- Opening Delimiter -

//! Longitude convention handling.
//!
//! Grids come either in the -180..180 convention or the 0..360 one. A grid
//! is wrapped (0..360) when any column bound exceeds 180. [`wrap`] moves
//! geometries from 0..360 into -180..180, splitting anything that straddles
//! 180; [`unwrap`] moves geometries lying left of a split longitude into
//! 0..360 so they can be compared against a wrapped grid.

use geo::{
    Area, BooleanOps, BoundingRect, Coord, CoordsIter, Geometry, MultiPolygon, Point, Polygon,
    Rect, Translate,
};
use ndarray::ArrayView2;
use serde::Serialize;

use crate::error::{GridclipError, Result};

/// Longitude of the antimeridian in the 0..360 convention
const ANTIMERIDIAN: f64 = 180.0;
/// Parts with no more area than this are slivers left over from clipping
const DEGENERATE_AREA: f64 = 1e-12;

/// Longitude convention of a grid
#[derive(Debug, Clone, Copy, PartialEq, Eq, Serialize)]
pub enum Convention {
    /// -180..180
    Unwrapped,
    /// 0..360
    Wrapped,
}

/// Convention detected for a grid's column axis
#[derive(Debug, Clone, Copy, PartialEq, Serialize)]
pub struct WrapState {
    pub is_wrapped: bool,
    /// Split longitude handed to [`unwrap`]; the lower bound of the first
    /// column straddling 0, or 0.0 when none does
    pub left_upper_bound: f64,
}

impl WrapState {
    /// Inspect column bounds (shape `[N, 2]`) in index order.
    pub fn detect(col_bounds: ArrayView2<f64>) -> Self {
        if !col_bounds.iter().any(|&b| b > ANTIMERIDIAN) {
            return Self {
                is_wrapped: false,
                left_upper_bound: 0.0,
            };
        }

        let left_upper_bound = col_bounds
            .rows()
            .into_iter()
            .find(|row| row[0] < 0.0 && row[1] > 0.0)
            .map_or(0.0, |row| row[0]);

        Self {
            is_wrapped: true,
            left_upper_bound,
        }
    }

    pub fn convention(&self) -> Convention {
        if self.is_wrapped {
            Convention::Wrapped
        } else {
            Convention::Unwrapped
        }
    }
}

/// Convert a geometry from 0..360 to -180..180.
///
/// Geometries entirely east of 180 are shifted by -360. Geometries that
/// straddle 180 are split there and the eastern part is shifted, giving a
/// multi-part result. Anything else is returned unchanged.
pub fn wrap(geometry: &Geometry<f64>) -> Result<Geometry<f64>> {
    if let Geometry::Point(point) = geometry {
        return Ok(if point.x() > ANTIMERIDIAN {
            Geometry::Point(Point::new(point.x() - 360.0, point.y()))
        } else {
            geometry.clone()
        });
    }

    let polygons = as_multi_polygon(geometry)?;
    let Some(envelope) = polygons.bounding_rect() else {
        return Ok(geometry.clone());
    };

    if envelope.min().x > ANTIMERIDIAN {
        return Ok(geometry.translate(-360.0, 0.0));
    }
    if envelope.max().x <= ANTIMERIDIAN {
        return Ok(geometry.clone());
    }

    let left = polygons.intersection(&clip_region(&envelope, envelope.min().x - 1.0, ANTIMERIDIAN));
    let right = polygons
        .intersection(&clip_region(&envelope, ANTIMERIDIAN, envelope.max().x + 1.0))
        .translate(-360.0, 0.0);

    recombine(left, right)
}

/// Convert a geometry into 0..360 using `left_max_bound` as the split.
///
/// Any part west of `left_max_bound` is shifted by +360; the rest is kept.
/// Geometries with no coordinate west of the split are returned unchanged.
pub fn unwrap(geometry: &Geometry<f64>, left_max_bound: f64) -> Result<Geometry<f64>> {
    if let Geometry::Point(point) = geometry {
        return Ok(if point.x() < left_max_bound {
            Geometry::Point(Point::new(point.x() + 360.0, point.y()))
        } else {
            geometry.clone()
        });
    }

    let polygons = as_multi_polygon(geometry)?;
    if !polygons.coords_iter().any(|c| c.x < left_max_bound) {
        return Ok(geometry.clone());
    }
    let Some(envelope) = polygons.bounding_rect() else {
        return Ok(geometry.clone());
    };

    let left = polygons
        .intersection(&clip_region(&envelope, envelope.min().x - 1.0, left_max_bound))
        .translate(360.0, 0.0);
    let right = polygons.intersection(&clip_region(&envelope, left_max_bound, envelope.max().x + 1.0));

    recombine(left, right)
}

fn as_multi_polygon(geometry: &Geometry<f64>) -> Result<MultiPolygon<f64>> {
    match geometry {
        Geometry::Polygon(polygon) => Ok(MultiPolygon::new(vec![polygon.clone()])),
        Geometry::MultiPolygon(polygons) => Ok(polygons.clone()),
        Geometry::Rect(rect) => Ok(MultiPolygon::new(vec![rect.to_polygon()])),
        other => Err(GridclipError::InvalidParameter {
            param: "geometry".to_string(),
            message: format!("cannot wrap geometry of type {}", geometry_kind(other)),
        }),
    }
}

/// A clip rectangle spanning `[x_min, x_max]` and the full latitude range of
/// `envelope`
fn clip_region(envelope: &Rect<f64>, x_min: f64, x_max: f64) -> MultiPolygon<f64> {
    let rect = Rect::new(
        Coord {
            x: x_min,
            y: envelope.min().y - 1.0,
        },
        Coord {
            x: x_max,
            y: envelope.max().y + 1.0,
        },
    );
    MultiPolygon::new(vec![rect.to_polygon()])
}

fn recombine(left: MultiPolygon<f64>, right: MultiPolygon<f64>) -> Result<Geometry<f64>> {
    let parts: Vec<Polygon<f64>> = left
        .into_iter()
        .chain(right)
        .filter(|part| part.unsigned_area() > DEGENERATE_AREA)
        .collect();

    if parts.is_empty() {
        return Err(GridclipError::EmptyGeometryAfterWrap { index: None });
    }
    Ok(Geometry::MultiPolygon(MultiPolygon::new(parts)))
}

fn geometry_kind(geometry: &Geometry<f64>) -> &'static str {
    match geometry {
        Geometry::Point(_) => "Point",
        Geometry::Line(_) => "Line",
        Geometry::LineString(_) => "LineString",
        Geometry::Polygon(_) => "Polygon",
        Geometry::MultiPoint(_) => "MultiPoint",
        Geometry::MultiLineString(_) => "MultiLineString",
        Geometry::MultiPolygon(_) => "MultiPolygon",
        Geometry::GeometryCollection(_) => "GeometryCollection",
        Geometry::Rect(_) => "Rect",
        Geometry::Triangle(_) => "Triangle",
    }
}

- Closing Delimiter -

● **EXERCISE REQUIREMENTS**
Word for word, restate only the lines from the one containing "other => Err(GridclipError::InvalidParameter" through the last line of the entries, with both ends kept.

● **TASK RESULT**
        other => Err(GridclipError::InvalidParameter {
            param: "geometry".to_string(),
            message: format!("cannot wrap geometry of type {}", geometry_kind(other)),
        }),
    }
}

/// A clip rectangle spanning `[x_min, x_max]` and the full latitude range of
/// `envelope`
fn clip_region(envelope: &Rect<f64>, x_min: f64, x_max: f64) -> MultiPolygon<f64> {
    let rect = Rect::new(
        Coord {
            x: x_min,
            y: envelope.min().y - 1.0,
        },
        Coord {
            x: x_max,
            y: envelope.max().y + 1.0,
        },
    );
    MultiPolygon::new(vec![rect.to_polygon()])
}

fn recombine(left: MultiPolygon<f64>, right: MultiPolygon<f64>) -> Result<Geometry<f64>> {
    let parts: Vec<Polygon<f64>> = left
        .into_iter()
        .chain(right)
        .filter(|part| part.unsigned_area() > DEGENERATE_AREA)
        .collect();

    if parts.is_empty() {
        return Err(GridclipError::EmptyGeometryAfterWrap { index: None });
    }
    Ok(Geometry::MultiPolygon(MultiPolygon::new(parts)))
}

fn geometry_kind(geometry: &Geometry<f64>) -> &'static str {
    match geometry {
        Geometry::Point(_) => "Point",
        Geometry::Line(_) => "Line",
        Geometry::LineString(_) => "LineString",
        Geometry::Polygon(_) => "Polygon",
        Geometry::MultiPoint(_) => "MultiPoint",
        Geometry::MultiLineString(_) => "MultiLineString",
        Geometry::MultiPolygon(_) => "MultiPolygon",
        Geometry::GeometryCollection(_) => "GeometryCollection",
        Geometry::Rect(_) => "Rect",
        Geometry::Triangle(_) => "Triangle",
    }
}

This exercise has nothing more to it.